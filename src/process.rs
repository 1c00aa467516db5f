use crate::table::{AddressSpace, PageTableEntry, ProcessId, VirtualPageNumber};
use linked_hash_map::LinkedHashMap;

/// The `Process` struct is a simulated user process. It exclusively owns its address space and
/// carries the bookkeeping the scheduler and reference generator need: a time-to-live counted in
/// scheduled turns and a working set of page numbers it prefers to touch.
#[derive(Debug, Clone, PartialEq)]
pub struct Process {
    pub id: ProcessId,
    pub remaining_ticks: u64,
    pub address_space: AddressSpace,
    pub working_set: Vec<VirtualPageNumber>,
}

impl Process {
    /// Create a new process with `pages` virtual pages, none resident, and an empty working set.
    ///
    /// # Panics
    ///
    /// Panics if `pages` is zero.
    pub fn new(id: ProcessId, remaining_ticks: u64, pages: usize) -> Self {
        Self {
            id,
            remaining_ticks,
            address_space: AddressSpace::build(pages),
            working_set: Vec::new(),
        }
    }

    /// Number of virtual pages in the address space.
    pub fn pages(&self) -> usize {
        self.address_space.len()
    }

    /// Count down one scheduled turn and report whether the process has run out of time.
    pub fn expire(&mut self) -> bool {
        self.remaining_ticks = self.remaining_ticks.saturating_sub(1);
        self.remaining_ticks < 1
    }
}

/// The `ProcessTable` holds every live process keyed by id. Insertion order is preserved so the
/// scheduler can walk it round-robin by position, while the kernel resolves frame back-references
/// by id.
#[derive(Debug, Default)]
pub struct ProcessTable(LinkedHashMap<ProcessId, Process>);

impl ProcessTable {
    pub fn new() -> Self {
        Self(LinkedHashMap::new())
    }

    /// Add a process to the back of the run order.
    ///
    /// # Panics
    ///
    /// Panics if a process with the same id is already live.
    pub fn insert(&mut self, process: Process) {
        let id = process.id;
        let previous = self.0.insert(id, process);
        assert!(previous.is_none(), "process {} is already live", id);
    }

    pub fn remove(&mut self, id: ProcessId) -> Option<Process> {
        self.0.remove(&id)
    }

    pub fn get(&self, id: ProcessId) -> Option<&Process> {
        self.0.get(&id)
    }

    pub fn get_mut(&mut self, id: ProcessId) -> Option<&mut Process> {
        self.0.get_mut(&id)
    }

    pub fn len(&self) -> usize {
        self.0.len()
    }

    pub fn is_empty(&self) -> bool {
        self.0.is_empty()
    }

    /// The id of the process at `position` in run order.
    pub fn id_at(&self, position: usize) -> Option<ProcessId> {
        self.0.keys().nth(position).copied()
    }

    pub fn iter(&self) -> impl Iterator<Item = &Process> {
        self.0.iter().map(|(_, process)| process)
    }

    pub fn iter_mut(&mut self) -> impl Iterator<Item = &mut Process> {
        self.0.iter_mut().map(|(_, process)| process)
    }

    /// Resolve a (process, page) back-reference to the page table entry it names.
    ///
    /// # Panics
    ///
    /// Panics if the process is not live or `vpn` is outside its address space. Either one means
    /// a frame or caller holds a dangling reference.
    pub fn entry(&self, id: ProcessId, vpn: VirtualPageNumber) -> &PageTableEntry {
        let process = self
            .get(id)
            .unwrap_or_else(|| panic!("process {} is not live", id));
        &process.address_space[vpn]
    }

    /// Mutable counterpart of [`ProcessTable::entry`].
    ///
    /// # Panics
    ///
    /// Same conditions as [`ProcessTable::entry`].
    pub fn entry_mut(&mut self, id: ProcessId, vpn: VirtualPageNumber) -> &mut PageTableEntry {
        let process = self
            .get_mut(id)
            .unwrap_or_else(|| panic!("process {} is not live", id));
        &mut process.address_space[vpn]
    }
}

---

**PROBLEM REQUIREMENTS**. Bring together all lines from the listing that contain the word "previous".

**EXERCISE RESPONSE**.
        let previous = self.0.insert(id, process);
        assert!(previous.is_none(), "process {} is already live", id);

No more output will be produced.